Adventures in Spider Misidentification: Redback

Redback 1, Skink 0
On this cold, but sunny Easter morning, I might be able to find a spider huddled in the backyard, but I think I'll combine Australian of the Week with Adventures in Spider Misidentification and offer a picture or two of the Australian Redback (Latrodectus hasseltii Thorell, 1870). Long considered a subspecies of the Black Widow (Latrodectus mactans Fabricius, 1775), or even Black Widows accidentally introduced into Australia, the Redback is now considered a likely Australian endemic and recent colonist of other areas of the world such as New Zealand and Japan.
Redback in tagled web
Like Black Widows, Redbacks tend to be more common than they seem because their web looks like little more than a tangled cobweb and they like to spin the webs on the undersides of shelters (e.g. chairs, tables, shelves, eaves) where the females can hide back in a corner or crevice. Also, the females tend to come out of their hideaways to sit in the middle of the web only at night. They make exceptions if provoked and for prey - like the unfortunate skink that I startled into a dash to its death. The spider was amazing swift, as was the venom: one bite and one twitch and the lizard was dead.


Up to 400 Redback bites are reported annually in Australia, but very few deaths have been recorded. My yard in Brisbane had a good population of Redbacks, but the closest I came to being bitten was while moving some large flower pots. My finger under the pot rim was right in a Redback's face, but she fled rather than bite, perhaps because I screamed and dropped the pot.
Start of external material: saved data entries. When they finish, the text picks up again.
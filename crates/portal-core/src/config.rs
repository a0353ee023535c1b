//! 설정 관리.
//!
//! 이 모듈은 애플리케이션 설정을 정의하고 관리합니다.

use secrecy::SecretString;
use serde::{Deserialize, Deserializer, Serialize};
use std::path::Path;

/// 애플리케이션 설정.
#[derive(Debug, Default, Deserialize)]
#[serde(default)]
pub struct AppConfig {
    /// 서버 설정
    pub server: ServerConfig,
    /// 인증 설정
    pub auth: AuthConfig,
    /// 클라이언트 설정
    pub client: ClientConfig,
    /// 로깅 설정
    pub logging: LoggingConfig,
}

/// 서버 설정.
#[derive(Debug, Clone, Deserialize, Serialize)]
#[serde(default)]
pub struct ServerConfig {
    /// 바인딩할 호스트
    pub host: String,
    /// 리스닝할 포트
    pub port: u16,
    /// 요청 타임아웃 (초)
    pub request_timeout_secs: u64,
    /// 허용 CORS origin 목록 (비어 있으면 모두 허용)
    pub cors_origins: Vec<String>,
}

impl Default for ServerConfig {
    fn default() -> Self {
        Self {
            host: "127.0.0.1".to_string(),
            port: 3000,
            request_timeout_secs: 30,
            cors_origins: Vec::new(),
        }
    }
}

impl ServerConfig {
    /// `host:port` 바인딩 주소.
    pub fn bind_addr(&self) -> String {
        format!("{}:{}", self.host, self.port)
    }
}

/// 인증 설정.
#[derive(Debug, Deserialize)]
#[serde(default)]
pub struct AuthConfig {
    /// HS256 서명 시크릿
    #[serde(deserialize_with = "deserialize_secret")]
    pub jwt_secret: SecretString,
    /// 시계 오차 허용 (초)
    pub leeway_secs: u64,
    /// 기대 발급자 (설정 시 검증)
    pub issuer: Option<String>,
}

impl Default for AuthConfig {
    fn default() -> Self {
        Self {
            jwt_secret: SecretString::from(String::new()),
            leeway_secs: 0,
            issuer: None,
        }
    }
}

impl AuthConfig {
    /// 주어진 시크릿으로 설정 생성.
    pub fn new(secret: impl Into<String>) -> Self {
        Self {
            jwt_secret: SecretString::from(secret.into()),
            ..Default::default()
        }
    }

    /// 시계 오차 허용치 설정.
    pub fn with_leeway(mut self, leeway_secs: u64) -> Self {
        self.leeway_secs = leeway_secs;
        self
    }

    /// 발급자 설정.
    pub fn with_issuer(mut self, issuer: impl Into<String>) -> Self {
        self.issuer = Some(issuer.into());
        self
    }
}

fn deserialize_secret<'de, D>(deserializer: D) -> Result<SecretString, D::Error>
where
    D: Deserializer<'de>,
{
    String::deserialize(deserializer).map(SecretString::from)
}

/// 클라이언트(세션 저장소 / API 클라이언트) 설정.
#[derive(Debug, Clone, Deserialize, Serialize)]
#[serde(default)]
pub struct ClientConfig {
    /// API 서버 기본 URL
    pub base_url: String,
    /// 토큰 저장 파일 경로
    pub token_path: String,
    /// API 요청 타임아웃 (초)
    pub request_timeout_secs: u64,
    /// 세션 하이드레이션/프로필 갱신 타임아웃 (초)
    pub hydration_timeout_secs: u64,
    /// 로그인 진입 경로
    pub login_path: String,
    /// 권한 없음 페이지 경로
    pub unauthorized_path: String,
}

impl Default for ClientConfig {
    fn default() -> Self {
        Self {
            base_url: "http://127.0.0.1:3000".to_string(),
            token_path: ".portal/session.json".to_string(),
            request_timeout_secs: 10,
            hydration_timeout_secs: 5,
            login_path: "/login".to_string(),
            unauthorized_path: "/unauthorized".to_string(),
        }
    }
}

/// 로깅 설정.
#[derive(Debug, Clone, Deserialize, Serialize)]
#[serde(default)]
pub struct LoggingConfig {
    /// 로그 레벨
    pub level: String,
    /// 로그 형식 (pretty, json, compact)
    pub format: String,
}

impl Default for LoggingConfig {
    fn default() -> Self {
        Self {
            level: "info".to_string(),
            format: "pretty".to_string(),
        }
    }
}

impl AppConfig {
    /// 파일과 환경 변수에서 설정을 로드합니다.
    ///
    /// 파일이 없으면 기본값과 `PORTAL__*` 환경 변수만 사용합니다.
    /// 예: `PORTAL__AUTH__JWT_SECRET`, `PORTAL__SERVER__PORT`.
    pub fn load<P: AsRef<Path>>(path: P) -> Result<Self, config::ConfigError> {
        let builder = config::Config::builder()
            // 기본값으로 시작
            .set_default("server.host", "127.0.0.1")?
            .set_default("server.port", 3000)?
            // 파일에서 로드
            .add_source(config::File::from(path.as_ref()).required(false))
            // 환경 변수로 오버라이드
            .add_source(
                config::Environment::with_prefix("PORTAL")
                    .separator("__")
                    .try_parsing(true),
            );

        let config = builder.build()?;
        config.try_deserialize()
    }

    /// 기본 경로에서 설정을 로드합니다.
    pub fn load_default() -> Result<Self, config::ConfigError> {
        Self::load("config/portal.toml")
    }
}
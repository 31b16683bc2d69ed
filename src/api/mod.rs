//! HTTP surface: route groups mirroring the storefront's API.

mod bestsellers;
mod carts;
mod cod;
mod contact;
mod coupons;
mod orders;
mod products;
mod users;

use std::sync::Arc;

use axum::{
    extract::DefaultBodyLimit,
    routing::{delete, get, patch, post, put},
    Json, Router,
};
use serde::Serialize;
use tower_http::{cors::CorsLayer, trace::TraceLayer};

use crate::services::{payments::PaymentGateway, uploader::ImageUploader};

#[derive(Clone)]
pub struct AppState {
    pub db: sqlx::PgPool,
    pub uploader: Option<Arc<ImageUploader>>,
    pub payments: Option<Arc<PaymentGateway>>,
}

/// `{message, data}` success envelope used by the admin-facing routes.
#[derive(Debug, Serialize)]
pub struct MessageResponse<T: Serialize> {
    pub message: &'static str,
    pub data: T,
}

// Multipart uploads carry up to six images at 5 MB each.
const MAX_UPLOAD_BYTES: usize = 32 * 1024 * 1024;

pub fn build_app(state: AppState) -> Router {
    Router::new()
        .route("/health", get(health))
        .route("/products/add", post(products::create))
        .route("/products/update/:id", put(products::update))
        .route("/products/all", get(products::list))
        .route("/products/new", get(products::list_new))
        .route("/products/bestsellers", get(products::list_bestsellers))
        .route("/products/featured", get(products::list_featured))
        .route("/products/search/:query", get(products::search))
        .route("/products/stock/:id", patch(products::set_stock))
        .route("/products/reduce-stock/:id", patch(products::reduce_stock))
        .route("/products/delete/:id", delete(products::remove))
        .route("/products/:id", get(products::get))
        .route("/bestsellers/add", post(bestsellers::create))
        .route("/bestsellers/update/:id", put(bestsellers::update))
        .route("/bestsellers/all", get(bestsellers::list))
        .route("/bestsellers/reduce-stock", post(bestsellers::reduce_stock))
        .route("/bestsellers/delete/:id", delete(bestsellers::remove))
        .route("/bestsellers/:id/review", post(bestsellers::add_review))
        .route("/bestsellers/:id", get(bestsellers::get))
        .route("/carts", get(carts::list))
        .route("/carts/add", post(carts::add_item))
        .route("/carts/update/:user_id", patch(carts::update_item))
        .route("/carts/remove/:user_id", delete(carts::remove_item))
        .route("/carts/remove/:user_id/:product_id", delete(carts::remove_product))
        .route("/carts/:user_id", get(carts::get))
        .route("/orders/add", post(orders::create))
        .route("/orders", get(orders::list))
        .route("/orders/user/:user_id", get(orders::list_for_user))
        .route("/orders/checkout", post(orders::checkout))
        .route("/orders/verify-payment", post(orders::verify_payment))
        .route("/orders/:order_id/status", put(orders::update_status))
        .route(
            "/orders/:order_id/return",
            post(orders::request_return).put(orders::resolve_return),
        )
        .route(
            "/orders/:order_id",
            get(orders::get).put(orders::update).delete(orders::remove),
        )
        .route("/coupons/add", post(coupons::create))
        .route("/coupons", get(coupons::list))
        .route("/coupons/:id", put(coupons::update).delete(coupons::remove))
        .route("/cod-settings", get(cod::list).post(cod::create))
        .route(
            "/cod-settings/:id",
            get(cod::get).put(cod::update).delete(cod::remove),
        )
        .route("/users/register", post(users::register))
        .route("/users/login", post(users::login))
        .route("/users", get(users::list))
        .route("/users/:id", get(users::get))
        .route("/contact", post(contact::submit))
        .route("/contact/messages", get(contact::list))
        .route("/contact/messages/:id/status", put(contact::update_status))
        .layer(DefaultBodyLimit::max(MAX_UPLOAD_BYTES))
        .layer(TraceLayer::new_for_http())
        .layer(CorsLayer::permissive())
        .with_state(state)
}

async fn health() -> Json<serde_json::Value> {
    Json(serde_json::json!({ "status": "healthy", "service": "elan-commerce" }))
}
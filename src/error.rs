//! Request-boundary error type.
//!
//! Every handler returns `Result<_, ApiError>`; the `IntoResponse` impl maps
//! the taxonomy onto the wire contract: a JSON body of `{"error": "<string>"}`
//! with 400 for bad input, 404 for missing entities, 500 for everything else.

use axum::{http::StatusCode, response::IntoResponse, Json};
use thiserror::Error;

use crate::domain::{
    cart::CartError,
    order::InvalidReturnAction,
    stock::StockError,
};

#[derive(Debug, Error)]
pub enum ApiError {
    #[error("{0}")]
    Validation(String),

    #[error("{0}")]
    NotFound(String),

    #[error("Not enough stock")]
    InsufficientStock,

    #[error("{0}")]
    InvalidArgument(String),

    #[error("Upstream error: {0}")]
    Upstream(String),

    #[error(transparent)]
    Database(#[from] sqlx::Error),
}

impl ApiError {
    pub fn not_found(what: &str) -> Self {
        Self::NotFound(format!("{what} not found"))
    }

    fn status(&self) -> StatusCode {
        match self {
            Self::Validation(_) | Self::InsufficientStock | Self::InvalidArgument(_) => {
                StatusCode::BAD_REQUEST
            }
            Self::NotFound(_) => StatusCode::NOT_FOUND,
            Self::Database(sqlx::Error::RowNotFound) => StatusCode::NOT_FOUND,
            Self::Upstream(_) | Self::Database(_) => StatusCode::INTERNAL_SERVER_ERROR,
        }
    }
}

impl IntoResponse for ApiError {
    fn into_response(self) -> axum::response::Response {
        let status = self.status();
        // Internal details stay in the log, not the response body.
        let message = if status == StatusCode::INTERNAL_SERVER_ERROR {
            tracing::error!(error = %self, "request failed");
            "Server error".to_string()
        } else {
            self.to_string()
        };
        (status, Json(serde_json::json!({ "error": message }))).into_response()
    }
}

impl From<CartError> for ApiError {
    fn from(e: CartError) -> Self {
        match e {
            CartError::LineNotFound => Self::NotFound("Item not found in cart".into()),
            CartError::ZeroQuantity => Self::Validation(e.to_string()),
        }
    }
}

impl From<StockError> for ApiError {
    fn from(e: StockError) -> Self {
        match e {
            StockError::VariantNotFound => Self::NotFound("Variant not found".into()),
            StockError::Insufficient => Self::InsufficientStock,
        }
    }
}

impl From<InvalidReturnAction> for ApiError {
    fn from(e: InvalidReturnAction) -> Self {
        Self::InvalidArgument(e.to_string())
    }
}

impl From<validator::ValidationErrors> for ApiError {
    fn from(e: validator::ValidationErrors) -> Self {
        Self::Validation(e.to_string())
    }
}

impl From<reqwest::Error> for ApiError {
    fn from(e: reqwest::Error) -> Self {
        Self::Upstream(e.to_string())
    }
}

impl From<bcrypt::BcryptError> for ApiError {
    fn from(e: bcrypt::BcryptError) -> Self {
        Self::Upstream(e.to_string())
    }
}

impl From<tokio::task::JoinError> for ApiError {
    fn from(e: tokio::task::JoinError) -> Self {
        Self::Upstream(e.to_string())
    }
}

#[cfg(test)]
mod tests {
    use super::*;

    #[test]
    fn validation_maps_to_400() {
        let resp = ApiError::Validation("Invalid product or user ID".into()).into_response();
        assert_eq!(resp.status(), StatusCode::BAD_REQUEST);
    }

    #[test]
    fn not_found_maps_to_404() {
        let resp = ApiError::not_found("Cart").into_response();
        assert_eq!(resp.status(), StatusCode::NOT_FOUND);
    }

    #[test]
    fn insufficient_stock_maps_to_400() {
        let resp = ApiError::from(StockError::Insufficient).into_response();
        assert_eq!(resp.status(), StatusCode::BAD_REQUEST);
    }

    #[test]
    fn missing_variant_maps_to_404() {
        let resp = ApiError::from(StockError::VariantNotFound).into_response();
        assert_eq!(resp.status(), StatusCode::NOT_FOUND);
    }

    #[test]
    fn bad_return_action_maps_to_400() {
        let resp = ApiError::from(InvalidReturnAction).into_response();
        assert_eq!(resp.status(), StatusCode::BAD_REQUEST);
    }

    #[test]
    fn upstream_maps_to_500() {
        let resp = ApiError::Upstream("storage quota exceeded".into()).into_response();
        assert_eq!(resp.status(), StatusCode::INTERNAL_SERVER_ERROR);
    }

    #[test]
    fn row_not_found_maps_to_404() {
        let resp = ApiError::Database(sqlx::Error::RowNotFound).into_response();
        assert_eq!(resp.status(), StatusCode::NOT_FOUND);
    }
}
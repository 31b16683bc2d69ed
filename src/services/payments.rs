//! Payment-gateway client: order creation plus local signature verification.

use hmac::{Hmac, Mac};
use rust_decimal::{prelude::ToPrimitive, Decimal};
use serde::{Deserialize, Serialize};
use sha2::Sha256;

use crate::{config::PaymentConfig, error::ApiError};

type HmacSha256 = Hmac<Sha256>;

#[derive(Clone)]
pub struct PaymentGateway {
    http: reqwest::Client,
    api_url: String,
    key_id: String,
    key_secret: String,
}

/// Order as created on the gateway side; `id` is what the client signs against.
#[derive(Debug, Clone, Serialize, Deserialize)]
pub struct GatewayOrder {
    pub id: String,
    pub amount: i64,
    pub currency: String,
    pub status: String,
}

#[derive(Debug, Serialize)]
struct CreateOrderBody<'a> {
    amount: i64,
    currency: &'a str,
    receipt: &'a str,
}

impl PaymentGateway {
    pub fn new(config: &PaymentConfig) -> Self {
        Self {
            http: reqwest::Client::new(),
            api_url: config.api_url.clone(),
            key_id: config.key_id.clone(),
            key_secret: config.key_secret.clone(),
        }
    }

    /// Register the order with the gateway. Amount is in the smallest currency
    /// unit, so the decimal total is scaled by 100.
    pub async fn create_order(
        &self,
        amount: Decimal,
        currency: &str,
        receipt: &str,
    ) -> Result<GatewayOrder, ApiError> {
        let minor_units = (amount * Decimal::from(100))
            .round()
            .to_i64()
            .ok_or_else(|| ApiError::Validation("Invalid order amount".into()))?;
        let response = self
            .http
            .post(format!("{}/orders", self.api_url))
            .basic_auth(&self.key_id, Some(&self.key_secret))
            .json(&CreateOrderBody { amount: minor_units, currency, receipt })
            .send()
            .await?;
        if !response.status().is_success() {
            return Err(ApiError::Upstream(format!(
                "payment gateway returned status {}",
                response.status()
            )));
        }
        Ok(response.json().await?)
    }

    /// Check the client-supplied signature: HMAC-SHA256 over
    /// `"<order_id>|<payment_id>"` keyed with the shared secret, hex encoded.
    /// Comparison is constant-time via `Mac::verify_slice`.
    pub fn verify_signature(&self, order_id: &str, payment_id: &str, signature: &str) -> bool {
        let Ok(signature) = hex::decode(signature) else {
            return false;
        };
        let mut mac = HmacSha256::new_from_slice(self.key_secret.as_bytes())
            .expect("HMAC accepts keys of any length");
        mac.update(order_id.as_bytes());
        mac.update(b"|");
        mac.update(payment_id.as_bytes());
        mac.verify_slice(&signature).is_ok()
    }
}

#[cfg(test)]
mod tests {
    use super::*;
    use crate::config::PaymentConfig;

    fn gateway() -> PaymentGateway {
        PaymentGateway::new(&PaymentConfig {
            api_url: "https://gateway.test/v1".into(),
            key_id: "key_test".into(),
            key_secret: "topsecret".into(),
        })
    }

    fn sign(secret: &str, payload: &str) -> String {
        let mut mac = HmacSha256::new_from_slice(secret.as_bytes()).unwrap();
        mac.update(payload.as_bytes());
        hex::encode(mac.finalize().into_bytes())
    }

    #[test]
    fn valid_signature_verifies() {
        let gw = gateway();
        let sig = sign("topsecret", "order_abc|pay_123");
        assert!(gw.verify_signature("order_abc", "pay_123", &sig));
    }

    #[test]
    fn tampered_payment_id_fails() {
        let gw = gateway();
        let sig = sign("topsecret", "order_abc|pay_123");
        assert!(!gw.verify_signature("order_abc", "pay_999", &sig));
    }

    #[test]
    fn wrong_secret_fails() {
        let gw = gateway();
        let sig = sign("othersecret", "order_abc|pay_123");
        assert!(!gw.verify_signature("order_abc", "pay_123", &sig));
    }

    #[test]
    fn non_hex_signature_fails_cleanly() {
        let gw = gateway();
        assert!(!gw.verify_signature("order_abc", "pay_123", "not-hex!"));
    }
}
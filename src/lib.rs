//! Elan Commerce Backend
//!
//! REST backend for the Elan storefront: product and bestseller catalog,
//! per-user carts, orders with a return workflow, coupons, cash-on-delivery
//! settings, user accounts, and contact messages.
//!
//! The reusable core lives in [`domain`]: merging cart lines by variant key,
//! the stock-decrement guard, and order finalization. Handlers in [`api`] wire
//! those operations to Postgres; [`services`] holds the object-storage uploader
//! and the payment-gateway client.

pub mod api;
pub mod config;
pub mod domain;
pub mod error;
pub mod services;
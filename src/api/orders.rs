//! Order routes: placement (with the cart-clearing side effect), admin reads,
//! status updates, the return workflow, and payment verification.

use axum::{
    extract::{Path, State},
    http::StatusCode,
    Json,
};
use chrono::{DateTime, Utc};
use rust_decimal::Decimal;
use serde::{Deserialize, Serialize};
use sqlx::types::Json as SqlJson;

use crate::{
    domain::{
        cart::CartLine,
        order::{self, OrderLine, ReturnAction},
    },
    error::ApiError,
    services::payments::GatewayOrder,
};

use super::{AppState, MessageResponse};

#[derive(Debug, Serialize, sqlx::FromRow)]
pub(super) struct OrderRow {
    order_id: i64,
    user_id: i64,
    items: SqlJson<Vec<OrderLine>>,
    total_amount: Decimal,
    order_status: String,
    payment_status: String,
    payment_method: String,
    shipping_address: serde_json::Value,
    return_reason: Option<String>,
    created_at: DateTime<Utc>,
}

#[derive(Debug, Deserialize)]
pub(super) struct CreateOrderRequest {
    user_id: Option<i64>,
    items: Option<Vec<CartLine>>,
    total_amount: Decimal,
    shipping_address: serde_json::Value,
    payment_method: String,
    payment_status: Option<String>,
}

/// Place an order from a snapshotted cart. When the effective payment status is
/// paid, or the method is cash-on-delivery, the user's cart is deleted wholesale
/// in the same transaction. The whole cart goes, not just the ordered lines;
/// partial-cart checkout is not supported by this contract.
pub(super) async fn create(
    State(state): State<AppState>,
    Json(body): Json<CreateOrderRequest>,
) -> Result<(StatusCode, Json<OrderRow>), ApiError> {
    let (Some(user_id), Some(items)) = (body.user_id, body.items) else {
        return Err(ApiError::Validation("user_id and items are required".into()));
    };
    if items.is_empty() {
        return Err(ApiError::Validation("Order must contain at least one item".into()));
    }

    let payment_status =
        order::effective_payment_status(&body.payment_method, body.payment_status.as_deref());
    let items: Vec<OrderLine> = items.into_iter().map(OrderLine::from).collect();

    let mut tx = state.db.begin().await?;
    let created: OrderRow = sqlx::query_as(
        "INSERT INTO orders
           (user_id, items, total_amount, order_status, payment_status, payment_method,
            shipping_address, created_at)
         VALUES ($1, $2, $3, 'Pending', $4, $5, $6, NOW())
         RETURNING *",
    )
    .bind(user_id)
    .bind(SqlJson(&items))
    .bind(body.total_amount)
    .bind(&payment_status)
    .bind(&body.payment_method)
    .bind(&body.shipping_address)
    .fetch_one(&mut *tx)
    .await?;

    if order::clears_cart(&body.payment_method, &payment_status) {
        sqlx::query("DELETE FROM carts WHERE user_id = $1")
            .bind(user_id)
            .execute(&mut *tx)
            .await?;
    }
    tx.commit().await?;

    tracing::info!(order_id = created.order_id, user_id, "order placed");
    Ok((StatusCode::CREATED, Json(created)))
}

pub(super) async fn list(State(state): State<AppState>) -> Result<Json<Vec<OrderRow>>, ApiError> {
    let orders = sqlx::query_as("SELECT * FROM orders ORDER BY created_at DESC")
        .fetch_all(&state.db)
        .await?;
    Ok(Json(orders))
}

pub(super) async fn list_for_user(
    State(state): State<AppState>,
    Path(user_id): Path<i64>,
) -> Result<Json<Vec<OrderRow>>, ApiError> {
    let orders =
        sqlx::query_as("SELECT * FROM orders WHERE user_id = $1 ORDER BY created_at DESC")
            .bind(user_id)
            .fetch_all(&state.db)
            .await?;
    Ok(Json(orders))
}

pub(super) async fn get(
    State(state): State<AppState>,
    Path(order_id): Path<i64>,
) -> Result<Json<OrderRow>, ApiError> {
    sqlx::query_as("SELECT * FROM orders WHERE order_id = $1")
        .bind(order_id)
        .fetch_optional(&state.db)
        .await?
        .map(Json)
        .ok_or_else(|| ApiError::not_found("Order"))
}

#[derive(Debug, Deserialize)]
pub(super) struct UpdateStatusRequest {
    order_status: String,
}

pub(super) async fn update_status(
    State(state): State<AppState>,
    Path(order_id): Path<i64>,
    Json(body): Json<UpdateStatusRequest>,
) -> Result<Json<OrderRow>, ApiError> {
    sqlx::query_as("UPDATE orders SET order_status = $1 WHERE order_id = $2 RETURNING *")
        .bind(&body.order_status)
        .bind(order_id)
        .fetch_optional(&state.db)
        .await?
        .map(Json)
        .ok_or_else(|| ApiError::not_found("Order"))
}

#[derive(Debug, Deserialize)]
pub(super) struct UpdateOrderRequest {
    items: Vec<OrderLine>,
    total_amount: Decimal,
    shipping_address: serde_json::Value,
    payment_method: String,
}

pub(super) async fn update(
    State(state): State<AppState>,
    Path(order_id): Path<i64>,
    Json(body): Json<UpdateOrderRequest>,
) -> Result<Json<OrderRow>, ApiError> {
    sqlx::query_as(
        "UPDATE orders
         SET items = $1, total_amount = $2, shipping_address = $3, payment_method = $4
         WHERE order_id = $5
         RETURNING *",
    )
    .bind(SqlJson(&body.items))
    .bind(body.total_amount)
    .bind(&body.shipping_address)
    .bind(&body.payment_method)
    .bind(order_id)
    .fetch_optional(&state.db)
    .await?
    .map(Json)
    .ok_or_else(|| ApiError::not_found("Order"))
}

pub(super) async fn remove(
    State(state): State<AppState>,
    Path(order_id): Path<i64>,
) -> Result<Json<serde_json::Value>, ApiError> {
    let result = sqlx::query("DELETE FROM orders WHERE order_id = $1")
        .bind(order_id)
        .execute(&state.db)
        .await?;
    if result.rows_affected() == 0 {
        return Err(ApiError::not_found("Order"));
    }
    Ok(Json(serde_json::json!({ "message": "Order deleted successfully" })))
}

#[derive(Debug, Deserialize)]
pub(super) struct ReturnRequest {
    reason: Option<String>,
}

/// Flag every item of the order as return-requested, recording one shared
/// reason for the whole order.
pub(super) async fn request_return(
    State(state): State<AppState>,
    Path(order_id): Path<i64>,
    Json(body): Json<ReturnRequest>,
) -> Result<Json<OrderRow>, ApiError> {
    let mut tx = state.db.begin().await?;
    let mut items = fetch_items_locked(&mut tx, order_id).await?;
    order::request_return(&mut items);
    let updated: OrderRow = sqlx::query_as(
        "UPDATE orders SET items = $1, return_reason = $2 WHERE order_id = $3 RETURNING *",
    )
    .bind(SqlJson(&items))
    .bind(&body.reason)
    .bind(order_id)
    .fetch_one(&mut *tx)
    .await?;
    tx.commit().await?;
    Ok(Json(updated))
}

#[derive(Debug, Deserialize)]
pub(super) struct ResolveReturnRequest {
    action: String,
}

pub(super) async fn resolve_return(
    State(state): State<AppState>,
    Path(order_id): Path<i64>,
    Json(body): Json<ResolveReturnRequest>,
) -> Result<Json<OrderRow>, ApiError> {
    // Reject bad actions before touching the row.
    let action: ReturnAction = body.action.parse()?;

    let mut tx = state.db.begin().await?;
    let mut items = fetch_items_locked(&mut tx, order_id).await?;
    order::resolve_return(&mut items, action);
    let updated: OrderRow =
        sqlx::query_as("UPDATE orders SET items = $1 WHERE order_id = $2 RETURNING *")
            .bind(SqlJson(&items))
            .bind(order_id)
            .fetch_one(&mut *tx)
            .await?;
    tx.commit().await?;
    Ok(Json(updated))
}

#[derive(Debug, Deserialize)]
pub(super) struct CheckoutRequest {
    amount: Decimal,
    currency: Option<String>,
    receipt: Option<String>,
}

/// Register the pending order with the payment gateway and hand its order id
/// back to the client for the payment widget.
pub(super) async fn checkout(
    State(state): State<AppState>,
    Json(body): Json<CheckoutRequest>,
) -> Result<Json<GatewayOrder>, ApiError> {
    let gateway = state
        .payments
        .as_ref()
        .ok_or_else(|| ApiError::Upstream("payment gateway is not configured".into()))?;
    let receipt = body
        .receipt
        .unwrap_or_else(|| format!("rcpt-{:08}", rand::random::<u32>()));
    let currency = body.currency.as_deref().unwrap_or("INR");
    let gateway_order = gateway.create_order(body.amount, currency, &receipt).await?;
    Ok(Json(gateway_order))
}

#[derive(Debug, Deserialize)]
pub(super) struct VerifyPaymentRequest {
    order_id: i64,
    gateway_order_id: String,
    payment_id: String,
    signature: String,
}

/// Check the gateway signature over `gateway_order_id|payment_id` and, when it
/// matches, mark the order as paid. A mismatch is the client's problem, not a
/// server fault: it maps to a 400.
pub(super) async fn verify_payment(
    State(state): State<AppState>,
    Json(body): Json<VerifyPaymentRequest>,
) -> Result<Json<MessageResponse<OrderRow>>, ApiError> {
    let gateway = state
        .payments
        .as_ref()
        .ok_or_else(|| ApiError::Upstream("payment gateway is not configured".into()))?;
    if !gateway.verify_signature(&body.gateway_order_id, &body.payment_id, &body.signature) {
        return Err(ApiError::InvalidArgument("Invalid payment signature".into()));
    }

    let updated: Option<OrderRow> =
        sqlx::query_as("UPDATE orders SET payment_status = 'paid' WHERE order_id = $1 RETURNING *")
            .bind(body.order_id)
            .fetch_optional(&state.db)
            .await?;
    let order = updated.ok_or_else(|| ApiError::not_found("Order"))?;
    Ok(Json(MessageResponse { message: "Payment verified", data: order }))
}

async fn fetch_items_locked(
    tx: &mut sqlx::Transaction<'_, sqlx::Postgres>,
    order_id: i64,
) -> Result<Vec<OrderLine>, ApiError> {
    let row: Option<(SqlJson<Vec<OrderLine>>,)> =
        sqlx::query_as("SELECT items FROM orders WHERE order_id = $1 FOR UPDATE")
            .bind(order_id)
            .fetch_optional(&mut **tx)
            .await?;
    row.map(|(items,)| items.0).ok_or_else(|| ApiError::not_found("Order"))
}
If you live in an area with good populations of Redbacks or other Widows, it is a good idea to be cautious when using outdoor furniture or facilities. Checking under a lawn chair and removing web and spider with a stick can help prevent unfortunate juxtapositions of soft skin and spider fangs. This is especially true when using a dunny (not the mutant Easter rabbit toy, but an 'outhouse'). Checking under the seat may seem a bit obsessive, but is preferable to being bitten in a sensitive spot: such bites used to be a high proportion of those reported. This year in New South Wales spider bites of all kinds (314) resulted in more calls to paramedics than any other category (twice as many as dog bites), but lost out in the headline of the linked article to 'ants, bees, snakes, and one ferocious rabbit'. I suppose that is a fitting end to an Easter post.

1 comment:

  1. Wow! A spider taking on a lizard! That's amazing.As for spiders attacking the tender parts, the mere thought of that will have me checking under outhouse seats even in Canada!